-- Entries supplied follows --
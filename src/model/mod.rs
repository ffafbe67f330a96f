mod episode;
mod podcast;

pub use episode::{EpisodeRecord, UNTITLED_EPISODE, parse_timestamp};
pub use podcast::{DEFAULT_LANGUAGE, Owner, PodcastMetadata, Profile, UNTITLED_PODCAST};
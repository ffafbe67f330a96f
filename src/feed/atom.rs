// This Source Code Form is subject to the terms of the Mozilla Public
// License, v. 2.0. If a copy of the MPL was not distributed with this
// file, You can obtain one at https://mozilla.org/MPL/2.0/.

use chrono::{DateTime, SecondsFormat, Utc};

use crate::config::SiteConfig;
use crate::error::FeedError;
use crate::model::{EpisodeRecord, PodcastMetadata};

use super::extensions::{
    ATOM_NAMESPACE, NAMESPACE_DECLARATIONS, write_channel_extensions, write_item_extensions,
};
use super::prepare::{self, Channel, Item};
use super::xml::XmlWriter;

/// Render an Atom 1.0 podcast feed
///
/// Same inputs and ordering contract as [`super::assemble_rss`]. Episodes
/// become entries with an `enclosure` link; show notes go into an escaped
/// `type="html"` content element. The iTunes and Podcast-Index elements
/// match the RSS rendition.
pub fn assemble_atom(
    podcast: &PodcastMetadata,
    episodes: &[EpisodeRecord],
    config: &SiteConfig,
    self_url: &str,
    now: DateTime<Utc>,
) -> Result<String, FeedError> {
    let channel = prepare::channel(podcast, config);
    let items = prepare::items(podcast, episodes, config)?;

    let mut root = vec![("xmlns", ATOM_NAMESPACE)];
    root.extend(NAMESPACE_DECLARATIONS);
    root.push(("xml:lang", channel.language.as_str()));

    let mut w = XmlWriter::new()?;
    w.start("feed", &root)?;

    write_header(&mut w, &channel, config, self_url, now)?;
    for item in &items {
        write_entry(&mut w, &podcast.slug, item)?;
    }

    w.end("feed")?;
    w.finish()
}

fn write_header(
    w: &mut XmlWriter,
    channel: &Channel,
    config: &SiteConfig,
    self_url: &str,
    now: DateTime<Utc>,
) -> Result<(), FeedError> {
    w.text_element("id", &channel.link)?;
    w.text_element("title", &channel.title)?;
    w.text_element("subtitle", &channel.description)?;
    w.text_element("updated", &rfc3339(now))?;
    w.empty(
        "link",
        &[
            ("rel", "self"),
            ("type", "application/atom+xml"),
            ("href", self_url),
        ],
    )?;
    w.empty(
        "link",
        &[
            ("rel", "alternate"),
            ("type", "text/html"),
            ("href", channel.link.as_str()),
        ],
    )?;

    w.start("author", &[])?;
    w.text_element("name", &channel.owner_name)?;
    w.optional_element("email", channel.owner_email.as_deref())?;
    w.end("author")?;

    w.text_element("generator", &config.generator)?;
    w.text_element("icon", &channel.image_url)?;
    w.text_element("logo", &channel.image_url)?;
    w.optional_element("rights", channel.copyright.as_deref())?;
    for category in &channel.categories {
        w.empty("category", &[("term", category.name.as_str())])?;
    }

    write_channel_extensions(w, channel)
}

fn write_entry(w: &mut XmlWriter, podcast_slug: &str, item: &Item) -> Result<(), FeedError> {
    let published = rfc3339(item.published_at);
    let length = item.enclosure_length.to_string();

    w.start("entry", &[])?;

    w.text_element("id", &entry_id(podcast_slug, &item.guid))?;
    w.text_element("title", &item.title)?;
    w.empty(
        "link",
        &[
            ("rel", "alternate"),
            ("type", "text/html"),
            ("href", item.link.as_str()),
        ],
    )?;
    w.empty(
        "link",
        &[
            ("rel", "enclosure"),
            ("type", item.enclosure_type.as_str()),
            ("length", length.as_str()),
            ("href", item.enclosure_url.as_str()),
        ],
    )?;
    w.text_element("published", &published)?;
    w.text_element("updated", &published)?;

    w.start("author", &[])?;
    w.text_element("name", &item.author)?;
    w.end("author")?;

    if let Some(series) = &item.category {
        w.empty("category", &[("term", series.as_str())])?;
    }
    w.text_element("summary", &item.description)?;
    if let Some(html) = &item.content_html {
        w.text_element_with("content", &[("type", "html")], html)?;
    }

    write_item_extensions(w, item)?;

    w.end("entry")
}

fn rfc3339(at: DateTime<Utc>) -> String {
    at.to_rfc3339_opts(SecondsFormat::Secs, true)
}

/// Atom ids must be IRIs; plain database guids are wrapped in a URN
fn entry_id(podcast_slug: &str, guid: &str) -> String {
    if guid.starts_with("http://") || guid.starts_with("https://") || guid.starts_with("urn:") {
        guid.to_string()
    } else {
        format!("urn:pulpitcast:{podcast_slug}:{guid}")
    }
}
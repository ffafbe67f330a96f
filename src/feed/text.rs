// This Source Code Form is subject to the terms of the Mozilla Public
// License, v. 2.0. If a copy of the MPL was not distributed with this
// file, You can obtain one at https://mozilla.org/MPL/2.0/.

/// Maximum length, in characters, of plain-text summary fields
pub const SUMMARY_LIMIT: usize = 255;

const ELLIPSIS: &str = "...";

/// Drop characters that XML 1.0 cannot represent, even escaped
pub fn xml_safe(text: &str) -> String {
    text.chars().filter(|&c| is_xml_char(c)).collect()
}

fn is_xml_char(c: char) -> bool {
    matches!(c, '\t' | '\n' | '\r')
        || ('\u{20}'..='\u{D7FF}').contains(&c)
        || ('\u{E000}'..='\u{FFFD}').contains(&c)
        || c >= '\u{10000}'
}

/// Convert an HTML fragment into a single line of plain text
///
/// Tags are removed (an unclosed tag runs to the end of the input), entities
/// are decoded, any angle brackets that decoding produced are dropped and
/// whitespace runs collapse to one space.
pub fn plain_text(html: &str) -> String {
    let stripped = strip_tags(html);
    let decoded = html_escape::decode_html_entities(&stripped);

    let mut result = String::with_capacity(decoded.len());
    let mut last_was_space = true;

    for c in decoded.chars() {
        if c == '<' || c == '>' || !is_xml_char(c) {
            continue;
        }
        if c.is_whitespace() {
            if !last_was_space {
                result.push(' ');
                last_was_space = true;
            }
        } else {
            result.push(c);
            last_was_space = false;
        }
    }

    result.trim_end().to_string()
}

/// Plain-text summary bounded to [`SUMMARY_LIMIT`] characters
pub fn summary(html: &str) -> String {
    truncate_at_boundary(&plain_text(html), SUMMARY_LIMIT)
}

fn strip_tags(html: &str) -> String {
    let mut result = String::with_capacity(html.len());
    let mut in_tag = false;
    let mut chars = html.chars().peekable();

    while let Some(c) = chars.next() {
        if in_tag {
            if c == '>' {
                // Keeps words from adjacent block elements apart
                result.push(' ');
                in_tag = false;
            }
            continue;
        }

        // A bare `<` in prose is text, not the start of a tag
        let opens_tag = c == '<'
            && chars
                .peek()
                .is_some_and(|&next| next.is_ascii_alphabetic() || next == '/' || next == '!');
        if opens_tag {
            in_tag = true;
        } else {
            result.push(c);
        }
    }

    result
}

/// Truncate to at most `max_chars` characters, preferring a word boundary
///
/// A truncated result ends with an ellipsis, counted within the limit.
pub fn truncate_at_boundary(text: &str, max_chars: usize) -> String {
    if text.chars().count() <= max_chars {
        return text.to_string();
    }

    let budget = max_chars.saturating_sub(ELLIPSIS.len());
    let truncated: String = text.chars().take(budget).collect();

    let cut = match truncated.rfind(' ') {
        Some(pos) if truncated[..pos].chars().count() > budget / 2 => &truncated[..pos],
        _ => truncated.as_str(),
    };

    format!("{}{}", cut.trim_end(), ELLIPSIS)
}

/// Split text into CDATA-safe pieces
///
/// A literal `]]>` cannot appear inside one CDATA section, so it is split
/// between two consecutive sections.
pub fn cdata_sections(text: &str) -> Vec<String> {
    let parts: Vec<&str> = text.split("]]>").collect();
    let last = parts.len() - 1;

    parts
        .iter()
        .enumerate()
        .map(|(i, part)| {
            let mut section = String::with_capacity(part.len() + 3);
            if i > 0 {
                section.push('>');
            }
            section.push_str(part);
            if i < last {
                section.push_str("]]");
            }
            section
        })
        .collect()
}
-- Entries supplied concluded --
Task instructions:
Restate, please, word for word the span of records running from the first line to the line bearing "Same inputs and", both included, and nothing outside it.

Response to the exercise:
filename src/model/mod.rs
repository ffafbe67f330a96f
mod episode;
mod podcast;

pub use episode::{EpisodeRecord, UNTITLED_EPISODE, parse_timestamp};
pub use podcast::{DEFAULT_LANGUAGE, Owner, PodcastMetadata, Profile, UNTITLED_PODCAST};
repository ffafbe67f330a96f
filename src/feed/atom.rs
// This Source Code Form is subject to the terms of the Mozilla Public
// License, v. 2.0. If a copy of the MPL was not distributed with this
// file, You can obtain one at https://mozilla.org/MPL/2.0/.

use chrono::{DateTime, SecondsFormat, Utc};

use crate::config::SiteConfig;
use crate::error::FeedError;
use crate::model::{EpisodeRecord, PodcastMetadata};

use super::extensions::{
    ATOM_NAMESPACE, NAMESPACE_DECLARATIONS, write_channel_extensions, write_item_extensions,
};
use super::prepare::{self, Channel, Item};
use super::xml::XmlWriter;

/// Render an Atom 1.0 podcast feed
///
/// Same inputs and ordering contract as [`super::assemble_rss`]. Episodes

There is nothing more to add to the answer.